• What needs to be done: Your answer should be the lines from the start of the records through the line with "pub fn is_authenticated(&self)", copied word for word.

• Material to process:

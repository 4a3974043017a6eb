//! Session entity
//!
//! A session owns its project store outright. Nothing is shared between
//! sessions and nothing outlives the process.

use chrono::{DateTime, Utc};
use tracing::{info, warn};
use uuid::Uuid;

use super::credentials::OperatorCredentials;
use crate::domain::projects::ProjectStore;
use crate::error::{Error, Result};

/// One live instance of the application's in-memory state
#[derive(Debug, Clone)]
pub struct Session {
    /// Unique session identifier, used to correlate log lines
    pub id: Uuid,
    /// When the session started
    pub started_at: DateTime<Utc>,
    operator: Option<String>,
    store: ProjectStore,
}

impl Default for Session {
    fn default() -> Self {
        Self::new()
    }
}

impl Session {
    /// Start a session with an empty store and nobody logged in
    pub fn new() -> Self {
        Self {
            id: Uuid::new_v4(),
            started_at: Utc::now(),
            operator: None,
            store: ProjectStore::new(),
        }
    }

    /// Log in when the submitted pair matches `credentials`
    pub fn login(
        &mut self,
        credentials: &OperatorCredentials,
        username: &str,
        password: &str,
    ) -> Result<()> {
        if !credentials.verify(username, password) {
            warn!(session = %self.id, username, "Login rejected");
            return Err(Error::AuthenticationFailed);
        }

        info!(session = %self.id, username, "Operator logged in");
        self.operator = Some(username.to_string());
        Ok(())
    }

    /// Log out. Projects recorded so far stay in the session.
    pub fn logout(&mut self) {
        if let Some(operator) = self.operator.take() {
            info!(session = %self.id, operator = %operator, "Operator logged out");
        }
    }

    pub fn is_authenticated(&self) -> bool {
        self.operator.is_some()
    }

    /// Name of the logged-in operator
    pub fn operator(&self) -> Option<&str> {
        self.operator.as_deref()
    }

    /// Read access to the store, only while logged in
    pub fn projects(&self) -> Result<&ProjectStore> {
        if self.is_authenticated() {
            Ok(&self.store)
        } else {
            Err(Error::NotAuthenticated)
        }
    }

    /// Write access to the store, only while logged in
    pub fn projects_mut(&mut self) -> Result<&mut ProjectStore> {
        if self.is_authenticated() {
            Ok(&mut self.store)
        } else {
            Err(Error::NotAuthenticated)
        }
    }

    /// Ungated read access
    pub fn store(&self) -> &ProjectStore {
        &self.store
    }
}
//! Project Entity

use chrono::{DateTime, NaiveDate, Utc};
use serde::{Deserialize, Serialize};
use std::fmt;

use super::metrics;

/// Project status
///
/// Any status can move to any other; there are no transition rules.
#[derive(Debug, Clone, Copy, PartialEq, Eq, Hash, Default, Serialize, Deserialize)]
#[serde(rename_all = "snake_case")]
pub enum ProjectStatus {
    #[default]
    Stopped,
    InProgress,
    InDevelopment,
    Finalizing,
}

/// Canonical status names paired with their display labels
const STATUS_LABELS: [(&str, &str); 4] = [
    ("Stopped", "🔴 Stopped"),
    ("In Progress", "🟢 In Progress"),
    ("In Development", "🟡 In Development"),
    ("Finalizing", "🔵 Finalizing"),
];

impl ProjectStatus {
    /// All statuses in selection order
    pub const ALL: [ProjectStatus; 4] = [
        ProjectStatus::Stopped,
        ProjectStatus::InProgress,
        ProjectStatus::InDevelopment,
        ProjectStatus::Finalizing,
    ];

    /// Canonical display name
    pub fn as_str(&self) -> &'static str {
        STATUS_LABELS[self.index()].0
    }

    /// Display name prefixed with the status marker
    pub fn label(&self) -> &'static str {
        STATUS_LABELS[self.index()].1
    }

    /// Parse a canonical name, a snake/kebab-case key, or a label
    pub fn parse(s: &str) -> Option<Self> {
        let normalized: String = s
            .trim()
            .chars()
            .filter(|c| c.is_ascii_alphanumeric())
            .collect::<String>()
            .to_lowercase();

        match normalized.as_str() {
            "stopped" => Some(Self::Stopped),
            "inprogress" => Some(Self::InProgress),
            "indevelopment" => Some(Self::InDevelopment),
            "finalizing" => Some(Self::Finalizing),
            _ => None,
        }
    }

    fn index(&self) -> usize {
        match self {
            Self::Stopped => 0,
            Self::InProgress => 1,
            Self::InDevelopment => 2,
            Self::Finalizing => 3,
        }
    }
}

impl fmt::Display for ProjectStatus {
    fn fmt(&self, f: &mut fmt::Formatter<'_>) -> fmt::Result {
        write!(f, "{}", self.as_str())
    }
}

/// Map a raw status name to its display label.
///
/// Names outside the known set are returned unchanged so that legacy or
/// unexpected values still render.
pub fn status_label(status: &str) -> String {
    STATUS_LABELS
        .iter()
        .find(|(name, _)| *name == status)
        .map(|(_, label)| (*label).to_string())
        .unwrap_or_else(|| status.to_string())
}

/// A tracked BI project
#[derive(Debug, Clone, PartialEq, Serialize, Deserialize)]
pub struct Project {
    /// Position-based identifier assigned at creation
    pub id: u64,
    /// Project name, used as the lookup key for status updates
    pub name: String,
    /// Free-text description
    pub description: String,
    /// Current status
    pub status: ProjectStatus,
    /// Planned start date
    pub start_date: NaiveDate,
    /// Planned end date, not required to follow the start date
    pub end_date: NaiveDate,
    /// When the project was recorded
    pub created_at: DateTime<Utc>,
    /// When the status last changed
    pub updated_at: DateTime<Utc>,
}

impl Project {
    /// Create a new project record
    pub fn new(
        id: u64,
        name: impl Into<String>,
        description: impl Into<String>,
        status: ProjectStatus,
        start_date: NaiveDate,
        end_date: NaiveDate,
    ) -> Self {
        let now = Utc::now();
        Self {
            id,
            name: name.into(),
            description: description.into(),
            status,
            start_date,
            end_date,
            created_at: now,
            updated_at: now,
        }
    }

    /// Change the status
    pub fn set_status(&mut self, status: ProjectStatus) {
        self.status = status;
        self.updated_at = Utc::now();
    }

    /// Progress percentage as of `today`
    pub fn progress_at(&self, today: NaiveDate) -> u8 {
        metrics::progress_percent_at(self.start_date, self.end_date, today)
    }

    /// Days until the end date as of `today`, negative once overdue
    pub fn days_remaining_at(&self, today: NaiveDate) -> i64 {
        metrics::days_remaining_at(self.end_date, today)
    }
}

#[cfg(test)]
mod tests {
    use super::*;

    fn date(y: i32, m: u32, d: u32) -> NaiveDate {
        NaiveDate::from_ymd_opt(y, m, d).unwrap()
    }

    #[test]
    fn test_status_labels() {
        assert_eq!(status_label("Stopped"), "🔴 Stopped");
        assert_eq!(status_label("In Progress"), "🟢 In Progress");
        assert_eq!(status_label("In Development"), "🟡 In Development");
        assert_eq!(status_label("Finalizing"), "🔵 Finalizing");
    }

    #[test]
    fn test_status_label_passes_unknown_through() {
        assert_eq!(status_label("Archived"), "Archived");
        assert_eq!(status_label(""), "");
        assert_eq!(status_label("stopped"), "stopped");
    }

    #[test]
    fn test_typed_label_matches_lookup() {
        for status in ProjectStatus::ALL {
            assert_eq!(status.label(), status_label(status.as_str()));
        }
    }

    #[test]
    fn test_status_parsing() {
        assert_eq!(ProjectStatus::parse("Stopped"), Some(ProjectStatus::Stopped));
        assert_eq!(ProjectStatus::parse("in progress"), Some(ProjectStatus::InProgress));
        assert_eq!(ProjectStatus::parse("in_development"), Some(ProjectStatus::InDevelopment));
        assert_eq!(ProjectStatus::parse("in-progress"), Some(ProjectStatus::InProgress));
        assert_eq!(ProjectStatus::parse("🔵 Finalizing"), Some(ProjectStatus::Finalizing));
        assert_eq!(ProjectStatus::parse("done"), None);
        assert_eq!(ProjectStatus::parse(""), None);
    }

    #[test]
    fn test_status_serde_keys() {
        let json = serde_json::to_string(&ProjectStatus::InDevelopment).unwrap();
        assert_eq!(json, "\"in_development\"");
        let parsed: ProjectStatus = serde_json::from_str("\"finalizing\"").unwrap();
        assert_eq!(parsed, ProjectStatus::Finalizing);
    }

    #[test]
    fn test_set_status_touches_updated_at() {
        let mut project = Project::new(
            1,
            "Churn model",
            "Quarterly churn analysis",
            ProjectStatus::Stopped,
            date(2024, 1, 1),
            date(2024, 2, 1),
        );
        let before = project.updated_at;
        project.set_status(ProjectStatus::Finalizing);
        assert_eq!(project.status, ProjectStatus::Finalizing);
        assert!(project.updated_at >= before);
        assert_eq!(project.created_at, before);
    }
}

• Task solution:
repository 4a3974043017a6eb
//! Session entity
//!
//! A session owns its project store outright. Nothing is shared between
//! sessions and nothing outlives the process.

use chrono::{DateTime, Utc};
use tracing::{info, warn};
use uuid::Uuid;

use super::credentials::OperatorCredentials;
use crate::domain::projects::ProjectStore;
use crate::error::{Error, Result};

/// One live instance of the application's in-memory state
#[derive(Debug, Clone)]
pub struct Session {
    /// Unique session identifier, used to correlate log lines
    pub id: Uuid,
    /// When the session started
    pub started_at: DateTime<Utc>,
    operator: Option<String>,
    store: ProjectStore,
}

impl Default for Session {
    fn default() -> Self {
        Self::new()
    }
}

impl Session {
    /// Start a session with an empty store and nobody logged in
    pub fn new() -> Self {
        Self {
            id: Uuid::new_v4(),
            started_at: Utc::now(),
            operator: None,
            store: ProjectStore::new(),
        }
    }

    /// Log in when the submitted pair matches `credentials`
    pub fn login(
        &mut self,
        credentials: &OperatorCredentials,
        username: &str,
        password: &str,
    ) -> Result<()> {
        if !credentials.verify(username, password) {
            warn!(session = %self.id, username, "Login rejected");
            return Err(Error::AuthenticationFailed);
        }

        info!(session = %self.id, username, "Operator logged in");
        self.operator = Some(username.to_string());
        Ok(())
    }

    /// Log out. Projects recorded so far stay in the session.
    pub fn logout(&mut self) {
        if let Some(operator) = self.operator.take() {
            info!(session = %self.id, operator = %operator, "Operator logged out");
        }
    }

    pub fn is_authenticated(&self) -> bool {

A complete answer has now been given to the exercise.